Mrs. Mahna subsided, and Delia retired to the little stateroom, and in the dark of her bunk she sighed and smiled and chuckled.

"Dear old woman!" she thought. "Looking after me like that. And wasn't he sweet, behaving the way he did—not knowing, but going just to please me, just not to hurt my feelings. I wonder what the poor boy is thinking about, floating down that dark Fort Pillow Bend. If he'll only be careful. Oh, if anything should happen to him, I'd feel as though I'd killed him. But I was afraid—so afraid!"

The following day other boats began to drop into the Yankee Bar eddy, and tied into the bank. Some were old river people, who enjoyed the company, and they knew that Mrs. Mahna would keep things going in any shantyboat town of which she was president. Other boats drew in for purposes of their own—a gambler boat, whisky boat, a little showboat, and three or four parties of sports hunting and rowdying down the river bent upon fun and devilment.

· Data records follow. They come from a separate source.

//! Points, sizes and rectangles in document and viewport space.
//!
//! Real-valued types (`PointF`, `SizeF`) carry the geometric model; integer
//! types (`IPoint`, `ISize`, `IRect`) address framebuffer pixels.

use std::ops::{Add, AddAssign, Neg, Sub};

/// Decimal precision used when comparing zoom and pan values.
///
/// Two reals are equal when they agree after rounding to the nearest 1/1000.
pub const REAL_PRECISION: i32 = 1000;

/// Compare two reals up to `precision` (e.g. `1000` compares three decimal digits).
pub fn equal_reals(a: f64, b: f64, precision: i32) -> bool {
    let precision = f64::from(precision);
    (a * precision).round() == (b * precision).round()
}

/// Round half away from zero and saturate into `i32`.
pub fn round_to_i32(value: f64) -> i32 {
    value.round() as i32
}

#[derive(Debug, Clone, Copy, PartialEq, Default)]
pub struct PointF {
    pub x: f64,
    pub y: f64,
}

impl PointF {
    pub const ZERO: PointF = PointF { x: 0.0, y: 0.0 };

    pub const fn new(x: f64, y: f64) -> Self {
        Self { x, y }
    }

    /// Both components equal under [`REAL_PRECISION`].
    pub fn fuzzy_eq(&self, other: &PointF) -> bool {
        equal_reals(self.x, other.x, REAL_PRECISION) && equal_reals(self.y, other.y, REAL_PRECISION)
    }

    pub fn rounded(&self) -> IPoint {
        IPoint::new(round_to_i32(self.x), round_to_i32(self.y))
    }
}

impl Add for PointF {
    type Output = PointF;

    fn add(self, rhs: PointF) -> PointF {
        PointF::new(self.x + rhs.x, self.y + rhs.y)
    }
}

impl AddAssign for PointF {
    fn add_assign(&mut self, rhs: PointF) {
        self.x += rhs.x;
        self.y += rhs.y;
    }
}

impl Sub for PointF {
    type Output = PointF;

    fn sub(self, rhs: PointF) -> PointF {
        PointF::new(self.x - rhs.x, self.y - rhs.y)
    }
}

impl Neg for PointF {
    type Output = PointF;

    fn neg(self) -> PointF {
        PointF::new(-self.x, -self.y)
    }
}

/// A size in points (page space) or fractional pixels.
#[derive(Debug, Clone, Copy, PartialEq, Default)]
pub struct SizeF {
    pub width: f64,
    pub height: f64,
}

impl SizeF {
    pub const fn new(width: f64, height: f64) -> Self {
        Self { width, height }
    }

    pub fn transposed(&self) -> SizeF {
        SizeF::new(self.height, self.width)
    }

    pub fn scaled(&self, factor: f64) -> SizeF {
        SizeF::new(self.width * factor, self.height * factor)
    }

    pub fn is_empty(&self) -> bool {
        self.width <= 0.0 || self.height <= 0.0
    }
}

#[derive(Debug, Clone, Copy, PartialEq, Eq, Hash, Default)]
pub struct IPoint {
    pub x: i32,
    pub y: i32,
}

impl IPoint {
    pub const ZERO: IPoint = IPoint { x: 0, y: 0 };

    pub const fn new(x: i32, y: i32) -> Self {
        Self { x, y }
    }
}

impl Add for IPoint {
    type Output = IPoint;

    fn add(self, rhs: IPoint) -> IPoint {
        IPoint::new(self.x + rhs.x, self.y + rhs.y)
    }
}

impl Sub for IPoint {
    type Output = IPoint;

    fn sub(self, rhs: IPoint) -> IPoint {
        IPoint::new(self.x - rhs.x, self.y - rhs.y)
    }
}

impl Neg for IPoint {
    type Output = IPoint;

    fn neg(self) -> IPoint {
        IPoint::new(-self.x, -self.y)
    }
}

/// Viewport size in whole pixels.
#[derive(Debug, Clone, Copy, PartialEq, Eq, Hash, Default, serde::Serialize, serde::Deserialize)]
pub struct ISize {
    pub width: u32,
    pub height: u32,
}

impl ISize {
    pub const fn new(width: u32, height: u32) -> Self {
        Self { width, height }
    }

    pub fn is_empty(&self) -> bool {
        self.width == 0 || self.height == 0
    }

    pub fn to_f64(self) -> SizeF {
        SizeF::new(f64::from(self.width), f64::from(self.height))
    }

    /// The rectangle `(0, 0, width, height)`.
    pub fn bounds(&self) -> IRect {
        IRect::new(0, 0, self.width as i32, self.height as i32)
    }
}

/// Axis-aligned integer rectangle. Empty when width or height is not positive.
#[derive(Debug, Clone, Copy, PartialEq, Eq, Hash, Default)]
pub struct IRect {
    pub x: i32,
    pub y: i32,
    pub width: i32,
    pub height: i32,
}

impl IRect {
    pub const fn new(x: i32, y: i32, width: i32, height: i32) -> Self {
        Self {
            x,
            y,
            width,
            height,
        }
    }

    fn from_edges(left: i32, top: i32, right: i32, bottom: i32) -> Self {
        IRect::new(left, top, right - left, bottom - top)
    }

    pub fn left(&self) -> i32 {
        self.x
    }

    pub fn top(&self) -> i32 {
        self.y
    }

    /// One past the last column.
    pub fn right(&self) -> i32 {
        self.x + self.width
    }

    /// One past the last row.
    pub fn bottom(&self) -> i32 {
        self.y + self.height
    }

    pub fn top_left(&self) -> IPoint {
        IPoint::new(self.x, self.y)
    }

    pub fn is_empty(&self) -> bool {
        self.width <= 0 || self.height <= 0
    }

    pub fn area(&self) -> u64 {
        if self.is_empty() {
            0
        } else {
            self.width as u64 * self.height as u64
        }
    }

    pub fn translated(&self, offset: IPoint) -> IRect {
        IRect::new(self.x + offset.x, self.y + offset.y, self.width, self.height)
    }

    /// Intersection, or an empty rectangle when the two do not overlap.
    pub fn intersect(&self, other: &IRect) -> IRect {
        let left = self.left().max(other.left());
        let top = self.top().max(other.top());
        let right = self.right().min(other.right());
        let bottom = self.bottom().min(other.bottom());
        if right <= left || bottom <= top {
            IRect::default()
        } else {
            IRect::from_edges(left, top, right, bottom)
        }
    }

    pub fn intersects(&self, other: &IRect) -> bool {
        !self.intersect(other).is_empty()
    }

    pub fn contains_rect(&self, other: &IRect) -> bool {
        !other.is_empty()
            && other.left() >= self.left()
            && other.top() >= self.top()
            && other.right() <= self.right()
            && other.bottom() <= self.bottom()
    }

    /// `self` minus `other`, as up to four non-overlapping rectangles.
    ///
    /// Full-width bands above and below the overlap come first, then the
    /// left and right remainders of the overlap's rows.
    pub fn subtract(&self, other: &IRect) -> Vec<IRect> {
        if self.is_empty() {
            return Vec::new();
        }
        let overlap = self.intersect(other);
        if overlap.is_empty() {
            return vec![*self];
        }

        let pieces = [
            IRect::from_edges(self.left(), self.top(), self.right(), overlap.top()),
            IRect::from_edges(self.left(), overlap.bottom(), self.right(), self.bottom()),
            IRect::from_edges(self.left(), overlap.top(), overlap.left(), overlap.bottom()),
            IRect::from_edges(overlap.right(), overlap.top(), self.right(), overlap.bottom()),
        ];
        pieces.into_iter().filter(|piece| !piece.is_empty()).collect()
    }
}

#[cfg(test)]
mod tests {
    use super::*;

    #[test]
    fn equal_reals_compares_three_digits() {
        assert!(equal_reals(1.0, 1.0004, REAL_PRECISION));
        assert!(equal_reals(2.3331, 2.3329, REAL_PRECISION));
        assert!(!equal_reals(1.0, 1.002, REAL_PRECISION));
        assert!(!equal_reals(1.0, 1.0006, REAL_PRECISION));
    }

    #[test]
    fn intersect_of_disjoint_rects_is_empty() {
        let a = IRect::new(0, 0, 10, 10);
        let b = IRect::new(10, 0, 5, 5);
        assert!(a.intersect(&b).is_empty());
        assert!(!a.intersects(&b));
    }

    #[test]
    fn intersect_clips_to_overlap() {
        let a = IRect::new(-5, -5, 20, 20);
        let b = IRect::new(0, 0, 10, 10);
        assert_eq!(a.intersect(&b), IRect::new(0, 0, 10, 10));
    }

    #[test]
    fn subtract_hole_leaves_four_pieces_with_same_area() {
        let outer = IRect::new(0, 0, 10, 10);
        let hole = IRect::new(3, 3, 4, 4);
        let pieces = outer.subtract(&hole);

        assert_eq!(pieces.len(), 4);
        let area: u64 = pieces.iter().map(IRect::area).sum();
        assert_eq!(area, 100 - 16);
        for (i, a) in pieces.iter().enumerate() {
            assert!(!a.intersects(&hole));
            for b in &pieces[i + 1..] {
                assert!(!a.intersects(b));
            }
        }
    }

    #[test]
    fn subtract_covering_rect_leaves_nothing() {
        let inner = IRect::new(2, 2, 3, 3);
        assert!(inner.subtract(&IRect::new(0, 0, 10, 10)).is_empty());
    }

    #[test]
    fn subtract_edge_strip() {
        let full = IRect::new(0, 0, 100, 50);
        let top = IRect::new(0, 0, 100, 10);
        assert_eq!(full.subtract(&top), vec![IRect::new(0, 10, 100, 40)]);
    }

    #[test]
    fn rounding_is_half_away_from_zero() {
        assert_eq!(PointF::new(1.5, -1.5).rounded(), IPoint::new(2, -2));
        assert_eq!(PointF::new(0.49, -0.49).rounded(), IPoint::new(0, 0));
    }
}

Among the rest, José Macrado blew up the river all dressed up fit to kill, in a nice little gasolene launch and spending money, though none had ever known him to spend money before. Mrs. Mahna had seen the day when he was so hungry that he begged like a dog—but people are up and people are down in the river. If she saw anything, or thought anything, she did not say a word to any one—not about Macrado. She had enough to talk about without prying into the affairs of other people.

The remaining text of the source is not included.